People sometimes comment on the fact that we are called ‘The National Archives’ and not ‘The National Archives of…’ If you look at the Who we are page of our website you will see that ‘The National Archives is the official archive and publisher for the UK government, and for England and Wales.’ Or, to put it another way, some of our records cover only England and Wales, and some cover the whole of the United Kingdom. So far, so good, but then you have to remember that the United Kingdom has changed over time; it came into existence until 1707, with the Union of the English and Scottish parliaments, to which Ireland was added in 1801. Most of Ireland gained its independence under the Anglo-Irish Treaty of 1921, and forms of devolved government were established in Scotland and Wales in 1999 with the re-introduction of a Scottish Parliament and the new Welsh Assembly.

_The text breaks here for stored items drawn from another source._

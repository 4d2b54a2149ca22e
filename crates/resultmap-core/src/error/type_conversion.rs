use super::Error;
use crate::stmt::Value;

/// Error when a value cannot be converted to the requested type.
///
/// Raised by value converters and by row assembly when a JDBC value does not
/// match the type a basic result expects.
#[derive(Debug)]
pub(super) struct TypeConversion {
    value: Value,
    to_type: &'static str,
}

impl std::error::Error for TypeConversion {}

impl core::fmt::Display for TypeConversion {
    fn fmt(&self, f: &mut core::fmt::Formatter) -> core::fmt::Result {
        write!(f, "cannot convert {} to {}", self.value.kind_name(), self.to_type)
    }
}

impl Error {
    /// Creates a type conversion error.
    pub fn type_conversion(value: Value, to_type: &'static str) -> Error {
        Error::from(super::ErrorKind::TypeConversion(TypeConversion { value, to_type }))
    }

    /// Returns `true` if this error is a type conversion error.
    pub fn is_type_conversion(&self) -> bool {
        matches!(self.kind(), super::ErrorKind::TypeConversion(_))
    }
}
use super::{ModelId, Plural, ToOne};
use crate::{schema::db::ColumnId, stmt};
use std::fmt;

#[derive(Debug, Clone)]
pub struct Field {
    /// Uniquely identifies the field within the containing model.
    pub id: FieldId,

    /// The attribute name
    pub name: String,

    /// Basic, embedded, to-one or plural
    pub ty: FieldTy,

    /// True if the attribute may be absent
    pub nullable: bool,

    /// Configured fetch timing. Plural attributes default to delayed.
    pub fetch_timing: stmt::FetchTiming,
}

#[derive(Copy, Clone, PartialEq, Eq, Hash, PartialOrd, Ord)]
pub struct FieldId {
    pub model: ModelId,
    pub index: usize,
}

#[derive(Debug, Clone)]
pub enum FieldTy {
    Basic(Basic),
    Embedded(Embedded),
    ToOne(ToOne),
    Plural(Plural),
}

/// A single-column attribute
#[derive(Debug, Clone)]
pub struct Basic {
    pub ty: stmt::Type,
    pub column: ColumnId,
}

/// An attribute whose value is an embeddable model
#[derive(Debug, Clone)]
pub struct Embedded {
    pub target: ModelId,
}

impl Field {
    pub fn is_relation(&self) -> bool {
        matches!(self.ty, FieldTy::ToOne(_) | FieldTy::Plural(_))
    }

    /// If the field is an association, the entity it points at. For plural
    /// attributes this is the element entity, if the elements are entities.
    pub fn relation_target(&self) -> Option<ModelId> {
        match &self.ty {
            FieldTy::ToOne(to_one) => Some(to_one.target),
            FieldTy::Plural(plural) => plural.element.target(),
            _ => None,
        }
    }
}

impl FieldTy {
    pub fn as_basic(&self) -> Option<&Basic> {
        match self {
            Self::Basic(basic) => Some(basic),
            _ => None,
        }
    }

    pub fn as_embedded(&self) -> Option<&Embedded> {
        match self {
            Self::Embedded(embedded) => Some(embedded),
            _ => None,
        }
    }

    pub fn as_to_one(&self) -> Option<&ToOne> {
        match self {
            Self::ToOne(to_one) => Some(to_one),
            _ => None,
        }
    }

    pub fn as_plural(&self) -> Option<&Plural> {
        match self {
            Self::Plural(plural) => Some(plural),
            _ => None,
        }
    }

    #[track_caller]
    pub fn expect_plural(&self) -> &Plural {
        match self {
            Self::Plural(plural) => plural,
            _ => panic!("expected plural field, but was {self:?}"),
        }
    }
}

impl From<&Field> for FieldId {
    fn from(value: &Field) -> Self {
        value.id
    }
}

impl fmt::Debug for FieldId {
    fn fmt(&self, fmt: &mut fmt::Formatter<'_>) -> fmt::Result {
        write!(fmt, "FieldId({}/{})", self.model.0, self.index)
    }
}
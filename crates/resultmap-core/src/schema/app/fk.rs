use crate::{
    schema::db::{ColumnId, TableId},
    Result,
};

/// Pairs referring columns with the columns they reference.
///
/// For a to-one association the key side holds the join columns on the
/// owning table and the target side holds the associated entity's
/// identifier columns. For a plural attribute the key side lives in the
/// collection table and the target side is the owner's identifier.
#[derive(Debug, Clone, PartialEq, Eq, Hash)]
pub struct ForeignKey {
    /// Referring columns
    pub key: Vec<ColumnId>,

    /// Referenced columns, positionally paired with `key`
    pub target: Vec<ColumnId>,
}

impl ForeignKey {
    pub fn key_table(&self) -> TableId {
        self.key[0].table
    }

    pub fn target_table(&self) -> TableId {
        self.target[0].table
    }

    pub fn column_span(&self) -> usize {
        self.key.len()
    }

    pub fn visit_key_selectables(
        &self,
        mut f: impl FnMut(usize, ColumnId) -> Result<()>,
    ) -> Result<()> {
        for (index, column) in self.key.iter().enumerate() {
            f(index, *column)?;
        }
        Ok(())
    }

    pub fn visit_target_selectables(
        &self,
        mut f: impl FnMut(usize, ColumnId) -> Result<()>,
    ) -> Result<()> {
        for (index, column) in self.target.iter().enumerate() {
            f(index, *column)?;
        }
        Ok(())
    }

    /// Iterates `(key, target)` column pairs, the join predicate of the
    /// association.
    pub fn pairs(&self) -> impl Iterator<Item = (ColumnId, ColumnId)> + '_ {
        self.key.iter().copied().zip(self.target.iter().copied())
    }
}
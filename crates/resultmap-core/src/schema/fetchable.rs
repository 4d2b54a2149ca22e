use super::{
    app::{CollectionElement, FieldId, ForeignKey, ModelId},
    db::{ColumnId, TableId},
};
use crate::{stmt, Result};
use std::fmt;

/// Identifies something a result mapping can attach a fetch builder to.
///
/// Used as the key of fetch-builder maps, so it is `Copy` and totally
/// ordered.
#[derive(Copy, Clone, PartialEq, Eq, Hash, PartialOrd, Ord)]
pub enum FetchableId {
    /// The identifier of an entity, whether it is one field or several
    Identifier(ModelId),

    /// A declared attribute
    Field(FieldId),

    /// The index part (`key`) of an indexed plural attribute
    CollectionIndex(FieldId),

    /// The element part (`element`) of a plural attribute
    CollectionElement(FieldId),
}

/// The metamodel's view of a fetchable, computed once when the schema is
/// built.
#[derive(Debug, Clone)]
pub struct Fetchable {
    pub id: FetchableId,

    /// Attribute name, or `key`/`element` for collection parts
    pub name: String,

    /// Model the fetchable is declared on
    pub owner: ModelId,

    pub kind: FetchableKind,

    pub nullable: bool,

    /// Configured fetch timing
    pub timing: stmt::FetchTiming,
}

/// The four shapes of fetchable the builders know how to resolve.
#[derive(Debug, Clone)]
pub enum FetchableKind {
    Basic(BasicValued),
    Embedded(EmbeddedValued),
    ToOne(ToOneValued),
    Plural(PluralValued),
}

#[derive(Debug, Clone)]
pub struct BasicValued {
    pub column: ColumnId,
    pub ty: stmt::Type,
}

#[derive(Debug, Clone)]
pub struct EmbeddedValued {
    /// Embeddable model. `None` for a composite identifier, which groups the
    /// entity's own identifier fields.
    pub target: Option<ModelId>,

    /// Sub-fetchables in declaration order
    pub parts: Vec<FetchableId>,

    /// All columns of the parts, flattened in declaration order
    pub selectables: Vec<ColumnId>,
}

#[derive(Debug, Clone)]
pub struct ToOneValued {
    pub target: ModelId,
    pub foreign_key: ForeignKey,
}

#[derive(Debug, Clone)]
pub struct PluralValued {
    pub collection_table: TableId,

    /// Key columns in the collection table referencing the owner's identifier
    pub key: ForeignKey,

    pub index: Option<FetchableId>,
    pub element: FetchableId,
    pub element_kind: CollectionElement,
}

impl Fetchable {
    /// Visits the fetchable's own selectables in the fixed order pairing
    /// uses. To-one attributes expose their join columns; plural attributes
    /// have no selectables of their own, their key is visited through
    /// [`ForeignKey::visit_target_selectables`].
    pub fn for_each_selectable(
        &self,
        mut f: impl FnMut(usize, ColumnId) -> Result<()>,
    ) -> Result<()> {
        match &self.kind {
            FetchableKind::Basic(basic) => f(0, basic.column),
            FetchableKind::Embedded(embedded) => {
                for (index, column) in embedded.selectables.iter().enumerate() {
                    f(index, *column)?;
                }
                Ok(())
            }
            FetchableKind::ToOne(to_one) => to_one.foreign_key.visit_key_selectables(f),
            FetchableKind::Plural(_) => Ok(()),
        }
    }

    pub fn column_span(&self) -> usize {
        match &self.kind {
            FetchableKind::Basic(_) => 1,
            FetchableKind::Embedded(embedded) => embedded.selectables.len(),
            FetchableKind::ToOne(to_one) => to_one.foreign_key.column_span(),
            FetchableKind::Plural(_) => 0,
        }
    }

    /// Associations produce a table group join when fetched.
    pub fn is_joinable(&self) -> bool {
        matches!(self.kind, FetchableKind::ToOne(_) | FetchableKind::Plural(_))
    }

    pub fn is_basic(&self) -> bool {
        matches!(self.kind, FetchableKind::Basic(_))
    }

    pub fn is_embedded(&self) -> bool {
        matches!(self.kind, FetchableKind::Embedded(_))
    }

    pub fn is_plural(&self) -> bool {
        matches!(self.kind, FetchableKind::Plural(_))
    }

    pub fn as_plural(&self) -> Option<&PluralValued> {
        match &self.kind {
            FetchableKind::Plural(plural) => Some(plural),
            _ => None,
        }
    }

    /// The entity reached through this fetchable: the target of a to-one or
    /// the element entity of a plural attribute.
    pub fn entity_target(&self) -> Option<ModelId> {
        match &self.kind {
            FetchableKind::ToOne(to_one) => Some(to_one.target),
            FetchableKind::Plural(plural) => plural.element_kind.target(),
            _ => None,
        }
    }
}

impl fmt::Display for Fetchable {
    fn fmt(&self, f: &mut fmt::Formatter<'_>) -> fmt::Result {
        f.write_str(&self.name)
    }
}

impl From<FieldId> for FetchableId {
    fn from(value: FieldId) -> Self {
        Self::Field(value)
    }
}

impl From<&Fetchable> for FetchableId {
    fn from(value: &Fetchable) -> Self {
        value.id
    }
}

impl fmt::Debug for FetchableId {
    fn fmt(&self, fmt: &mut fmt::Formatter<'_>) -> fmt::Result {
        match self {
            Self::Identifier(model) => write!(fmt, "Identifier({})", model.0),
            Self::Field(field) => write!(fmt, "Field({}/{})", field.model.0, field.index),
            Self::CollectionIndex(field) => {
                write!(fmt, "CollectionIndex({}/{})", field.model.0, field.index)
            }
            Self::CollectionElement(field) => {
                write!(fmt, "CollectionElement({}/{})", field.model.0, field.index)
            }
        }
    }
}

For a student of history this is interesting – I was interested enough to take a course called ‘Territory and Power in the UK’ in my final year at university – but it’s also important for a genealogist to know about the history of the United Kingdom and its constituent parts. Two of those constituent parts, Scotland and Northern Ireland, also have their own national archive bodies, the National Records of Scotland (NRS) and the Public Record Office of Northern Ireland (PRONI); Wales has been entirely under the control of England and its legal system since 1282 and does not have a national archive, but it does have the National Library of Wales.

Frederick James Allison from the Registry of Seamen in BT 350
If you have English ancestry you need to work out which records are held locally in county record offices, and which records are here in The National Archives, but if you are researching Welsh, Scottish or Irish families you might also need to work out which national repository you need to consult. People researching their Irish ancestry are often particularly surprised to discover just how many Irish records we hold here, and yet The National Archives rarely features in lists of major resources or websites for Irish research.
The Irish Diaspora is particularly large, since Ireland once had a large population but which dropped dramatically from the 1840s onwards, mostly due to emigration. In 1841 there were 8.2 million people in Ireland, compared to England’s 15.9 million, but by 1911 this had fallen to 4.4 million while England’s population had more than doubled to 36.1 million. As a result, there are far more people outside Ireland with Irish ancestry than there are in Ireland. They may not be aware, at least to start with, that Ireland was part of the UK during the time period they are researching. I have no such excuse, having lived in the UK all my life, but I didn’t realise just how much we had until I started gathering material for a talk on Irish records in The National Archives, which I first delivered about 8 years ago.